> Task to carry out
In the entries below, find each line with the word "LockKey" and return it.

#### Data supplied ####

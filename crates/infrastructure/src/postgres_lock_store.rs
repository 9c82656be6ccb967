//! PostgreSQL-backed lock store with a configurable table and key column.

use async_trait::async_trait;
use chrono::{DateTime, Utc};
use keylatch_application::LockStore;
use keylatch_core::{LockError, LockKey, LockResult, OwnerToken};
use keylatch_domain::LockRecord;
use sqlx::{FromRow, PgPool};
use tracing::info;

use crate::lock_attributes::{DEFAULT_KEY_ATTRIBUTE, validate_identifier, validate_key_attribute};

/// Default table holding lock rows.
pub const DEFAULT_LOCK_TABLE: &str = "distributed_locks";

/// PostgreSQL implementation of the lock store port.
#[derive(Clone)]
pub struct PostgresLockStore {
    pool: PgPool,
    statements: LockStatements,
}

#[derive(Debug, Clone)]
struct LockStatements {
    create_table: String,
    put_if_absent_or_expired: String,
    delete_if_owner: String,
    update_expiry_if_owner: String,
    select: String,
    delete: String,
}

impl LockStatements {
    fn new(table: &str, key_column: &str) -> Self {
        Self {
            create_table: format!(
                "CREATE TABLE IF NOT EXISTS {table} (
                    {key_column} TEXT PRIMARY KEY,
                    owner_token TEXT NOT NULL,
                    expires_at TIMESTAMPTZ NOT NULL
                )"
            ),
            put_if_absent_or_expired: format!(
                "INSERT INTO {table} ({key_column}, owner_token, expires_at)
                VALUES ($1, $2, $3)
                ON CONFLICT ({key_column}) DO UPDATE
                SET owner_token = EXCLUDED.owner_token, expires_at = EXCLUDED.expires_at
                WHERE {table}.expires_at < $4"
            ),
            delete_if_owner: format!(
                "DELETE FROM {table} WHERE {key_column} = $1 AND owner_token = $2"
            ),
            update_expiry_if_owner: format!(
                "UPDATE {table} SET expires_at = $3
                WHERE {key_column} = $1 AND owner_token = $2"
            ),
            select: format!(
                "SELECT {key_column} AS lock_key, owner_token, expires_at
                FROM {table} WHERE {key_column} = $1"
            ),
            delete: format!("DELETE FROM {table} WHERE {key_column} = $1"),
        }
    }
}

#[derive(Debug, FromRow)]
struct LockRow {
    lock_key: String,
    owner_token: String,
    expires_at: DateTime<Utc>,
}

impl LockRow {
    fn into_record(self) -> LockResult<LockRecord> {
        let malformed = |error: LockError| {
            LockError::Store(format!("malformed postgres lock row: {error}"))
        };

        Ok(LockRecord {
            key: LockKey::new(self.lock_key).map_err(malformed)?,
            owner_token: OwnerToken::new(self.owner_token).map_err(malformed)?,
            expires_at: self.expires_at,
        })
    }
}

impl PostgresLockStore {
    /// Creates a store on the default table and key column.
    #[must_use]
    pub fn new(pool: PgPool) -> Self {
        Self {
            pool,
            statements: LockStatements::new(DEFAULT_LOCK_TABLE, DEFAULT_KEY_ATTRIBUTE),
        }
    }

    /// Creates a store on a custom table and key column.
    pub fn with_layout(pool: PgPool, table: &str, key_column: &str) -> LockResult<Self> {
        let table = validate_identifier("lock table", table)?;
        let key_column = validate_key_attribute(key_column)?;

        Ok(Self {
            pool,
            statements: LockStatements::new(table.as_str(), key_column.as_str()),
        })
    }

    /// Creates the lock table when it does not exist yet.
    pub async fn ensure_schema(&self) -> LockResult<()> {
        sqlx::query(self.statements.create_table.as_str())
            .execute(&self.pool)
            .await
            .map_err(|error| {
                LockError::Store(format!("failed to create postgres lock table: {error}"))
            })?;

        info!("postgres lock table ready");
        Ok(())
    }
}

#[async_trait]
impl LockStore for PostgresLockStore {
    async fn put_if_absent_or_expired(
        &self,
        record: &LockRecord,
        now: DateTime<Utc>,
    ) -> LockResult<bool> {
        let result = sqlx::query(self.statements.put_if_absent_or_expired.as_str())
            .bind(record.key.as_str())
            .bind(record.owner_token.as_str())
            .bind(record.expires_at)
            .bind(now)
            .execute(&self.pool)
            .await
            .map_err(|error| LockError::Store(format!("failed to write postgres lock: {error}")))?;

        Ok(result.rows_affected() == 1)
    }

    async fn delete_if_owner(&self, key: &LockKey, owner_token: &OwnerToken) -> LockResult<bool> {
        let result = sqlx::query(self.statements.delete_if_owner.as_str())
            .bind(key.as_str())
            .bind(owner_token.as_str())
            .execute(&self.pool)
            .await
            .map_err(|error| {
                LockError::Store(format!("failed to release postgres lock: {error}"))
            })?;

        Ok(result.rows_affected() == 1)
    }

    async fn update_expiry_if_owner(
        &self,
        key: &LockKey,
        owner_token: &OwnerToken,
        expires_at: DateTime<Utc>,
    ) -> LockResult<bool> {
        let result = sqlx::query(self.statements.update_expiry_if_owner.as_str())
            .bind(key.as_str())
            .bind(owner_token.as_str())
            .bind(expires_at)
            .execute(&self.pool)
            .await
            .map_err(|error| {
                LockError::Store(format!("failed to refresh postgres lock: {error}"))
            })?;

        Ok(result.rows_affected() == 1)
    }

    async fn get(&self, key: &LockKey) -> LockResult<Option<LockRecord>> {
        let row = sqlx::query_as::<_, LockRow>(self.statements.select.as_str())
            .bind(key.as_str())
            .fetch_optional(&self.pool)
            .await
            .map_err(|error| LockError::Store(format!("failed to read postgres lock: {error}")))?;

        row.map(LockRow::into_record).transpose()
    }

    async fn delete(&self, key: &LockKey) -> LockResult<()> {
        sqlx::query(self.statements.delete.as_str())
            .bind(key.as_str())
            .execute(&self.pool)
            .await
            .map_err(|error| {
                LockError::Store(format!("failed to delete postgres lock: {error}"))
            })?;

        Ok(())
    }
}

####
#### Data supplied ####

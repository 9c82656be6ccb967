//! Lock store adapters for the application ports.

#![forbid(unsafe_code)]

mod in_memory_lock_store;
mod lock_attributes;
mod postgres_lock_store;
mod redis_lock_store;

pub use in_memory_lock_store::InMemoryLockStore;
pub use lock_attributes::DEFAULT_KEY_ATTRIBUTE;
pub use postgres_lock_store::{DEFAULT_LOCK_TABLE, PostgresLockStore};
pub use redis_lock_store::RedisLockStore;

####

> Exercise response
use keylatch_core::{LockError, LockKey, LockResult, OwnerToken};
            key: LockKey::new(self.lock_key).map_err(malformed)?,
    async fn delete_if_owner(&self, key: &LockKey, owner_token: &OwnerToken) -> LockResult<bool> {
        key: &LockKey,
    async fn get(&self, key: &LockKey) -> LockResult<Option<LockRecord>> {
    async fn delete(&self, key: &LockKey) -> LockResult<()> {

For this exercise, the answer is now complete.